A Community That Embraces the Absurd
What really gets me is how the Among Us community wraps these weird moments in a blanket of wholesome chaos. There are actually etiquette rules that have organically evolved around Horse Mode. Rule #1: Never kill a horse that is actively dancing. Rule #2: If the entire lobby syncs up their gallop in a task room, you must join or be voted out immediately. Rule #3: At least one person has to wear a cowboy hat skin, or the round is cursed. This unspoken code is what makes the game so endlessly replayable. The developers drop a joke mode, and we turn it into a culture.
And because the game has been a fixture of online culture since the pandemic, these moments resonate far beyond the lobby. The Horse Mode spawned its own memes, its own fan art, and yes, its own expandmeme language. I can’t scroll through social media in April without seeing a dusty-sunset edit of a Horsemate set to sad country music. It’s beautiful. The temporary nature of the event only adds to its magic. You know it’s going away after one day, so you savour every whinny, every clumsy gallop down a hallway, and every totally-not-suspicious pile of hay that definitely isn’t a dead body.

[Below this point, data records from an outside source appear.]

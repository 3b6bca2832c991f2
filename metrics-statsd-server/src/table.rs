use std::collections::HashMap;

use crate::parser::{MetricUpdate, MetricValue};

/// Configuration copied into every aggregation table when it is created.
#[derive(Clone, Copy, Debug, PartialEq)]
pub struct TableConfiguration {
    /// Percentile threshold, in `(0, 100]`, used when summarizing timers.
    pub percent_threshold: f64,

    /// Length of the aggregation interval, in seconds.
    ///
    /// Used to turn counter totals into per-second rates.
    pub interval_secs: f64,
}

/// Per-interval aggregation of statsd metrics.
///
/// # Behavior
///
/// - Counters are aggregated by summing their (sample rate adjusted) deltas.
/// - Timers have their individual observations stored, in arrival order, as the summary statistics can only be computed
///   once the interval is over.
/// - Gauges maintain "last write wins" behavior.
///
/// Nothing is carried over between tables: a gauge that isn't updated during an interval simply doesn't appear in that
/// interval's table.
#[derive(Clone, Debug)]
pub struct AggregationTable {
    config: TableConfiguration,
    timers: HashMap<String, Vec<f64>>,
    counts: HashMap<String, f64>,
    gauges: HashMap<String, f64>,
}

impl AggregationTable {
    /// Creates a new, empty `AggregationTable`.
    pub fn new(config: TableConfiguration) -> Self {
        Self { config, timers: HashMap::new(), counts: HashMap::new(), gauges: HashMap::new() }
    }

    /// Applies a single update.
    pub fn apply(&mut self, update: MetricUpdate) {
        match update.value {
            MetricValue::Timer(value) => self.timers.entry(update.key).or_default().push(value),
            MetricValue::Counter(delta) => *self.counts.entry(update.key).or_insert(0.0) += delta,
            MetricValue::Gauge(value) => {
                self.gauges.insert(update.key, value);
            }
        }
    }

    /// Returns the configuration this table was created with.
    pub fn config(&self) -> TableConfiguration {
        self.config
    }

    /// Percentile threshold used when summarizing timers.
    pub fn percent_threshold(&self) -> f64 {
        self.config.percent_threshold
    }

    /// Length of the aggregation interval, in seconds.
    pub fn interval_secs(&self) -> f64 {
        self.config.interval_secs
    }

    /// Timer observations, keyed by metric.
    pub fn timers(&self) -> &HashMap<String, Vec<f64>> {
        &self.timers
    }

    /// Counter totals, keyed by metric.
    pub fn counts(&self) -> &HashMap<String, f64> {
        &self.counts
    }

    /// Gauge values, keyed by metric.
    pub fn gauges(&self) -> &HashMap<String, f64> {
        &self.gauges
    }

    /// Returns `true` if no metric has been updated.
    pub fn is_empty(&self) -> bool {
        self.timers.is_empty() && self.counts.is_empty() && self.gauges.is_empty()
    }

    /// Number of distinct metric keys across all metric types.
    pub fn len(&self) -> usize {
        self.timers.len() + self.counts.len() + self.gauges.len()
    }
}

#[cfg(test)]
mod tests {
    use super::{AggregationTable, TableConfiguration};
    use crate::parser::{parse_datagram, MetricUpdate, MetricValue};

    fn table() -> AggregationTable {
        AggregationTable::new(TableConfiguration { percent_threshold: 90.0, interval_secs: 5.0 })
    }

    fn apply_packet(table: &mut AggregationTable, packet: &str) {
        for result in parse_datagram(packet.as_bytes(), "") {
            table.apply(result.expect("packet should parse"));
        }
    }

    #[test]
    fn counters() {
        let mut table = table();

        apply_packet(&mut table, "foo:1|c");
        assert_eq!(table.counts().get("foo"), Some(&1.0));

        apply_packet(&mut table, "foo:1|c");
        assert_eq!(table.counts().get("foo"), Some(&2.0));

        apply_packet(&mut table, "foo:-1|c");
        assert_eq!(table.counts().get("foo"), Some(&1.0));
        assert_eq!(table.counts().len(), 1);
    }

    #[test]
    fn counters_sampled() {
        let mut table = table();

        apply_packet(&mut table, "foo:1|c|@0.5");
        assert_eq!(table.counts().get("foo"), Some(&2.0));

        apply_packet(&mut table, "foo:1|c|@0.5");
        assert_eq!(table.counts().get("foo"), Some(&4.0));
    }

    #[test]
    fn timers_keep_arrival_order() {
        let mut table = table();

        apply_packet(&mut table, "foo:20|ms");
        apply_packet(&mut table, "foo:10|ms");
        apply_packet(&mut table, "foo:15|ms");
        assert_eq!(table.timers().get("foo"), Some(&vec![20.0, 10.0, 15.0]));
    }

    #[test]
    fn gauges_last_write_wins() {
        let mut table = table();

        apply_packet(&mut table, "foo:3|g");
        apply_packet(&mut table, "foo:-8.5|g");
        assert_eq!(table.gauges().get("foo"), Some(&-8.5));
    }

    #[test]
    fn mixed_types_share_keys_independently() {
        let mut table = table();
        assert!(table.is_empty());

        table.apply(MetricUpdate { key: "foo".to_owned(), value: MetricValue::Counter(1.0) });
        table.apply(MetricUpdate { key: "foo".to_owned(), value: MetricValue::Timer(1.0) });
        table.apply(MetricUpdate { key: "foo".to_owned(), value: MetricValue::Gauge(1.0) });

        assert!(!table.is_empty());
        assert_eq!(table.len(), 3);
        assert_eq!(table.percent_threshold(), 90.0);
        assert_eq!(table.interval_secs(), 5.0);
    }
}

Now, in 2026, I hear whispers that InnerSloth might be cooking up something even more ridiculous for next year. Some dataminers found code referencing “Pegasus Mode” – horses with wings that can fly between rooms. I literally cannot. If that turns out to be true, I’m calling in sick for the entire first week of April. Because at the end of the day, Among Us understands something that too many live-service games forget: joy doesn’t always need to be serious, competitive, or even coherent. Sometimes, joy is just a horse in a spacesuit, pressing a button with its snout, and making a lobby full of friends howl with laughter. And honestly? I think that’s worth more than a hundred battle passes.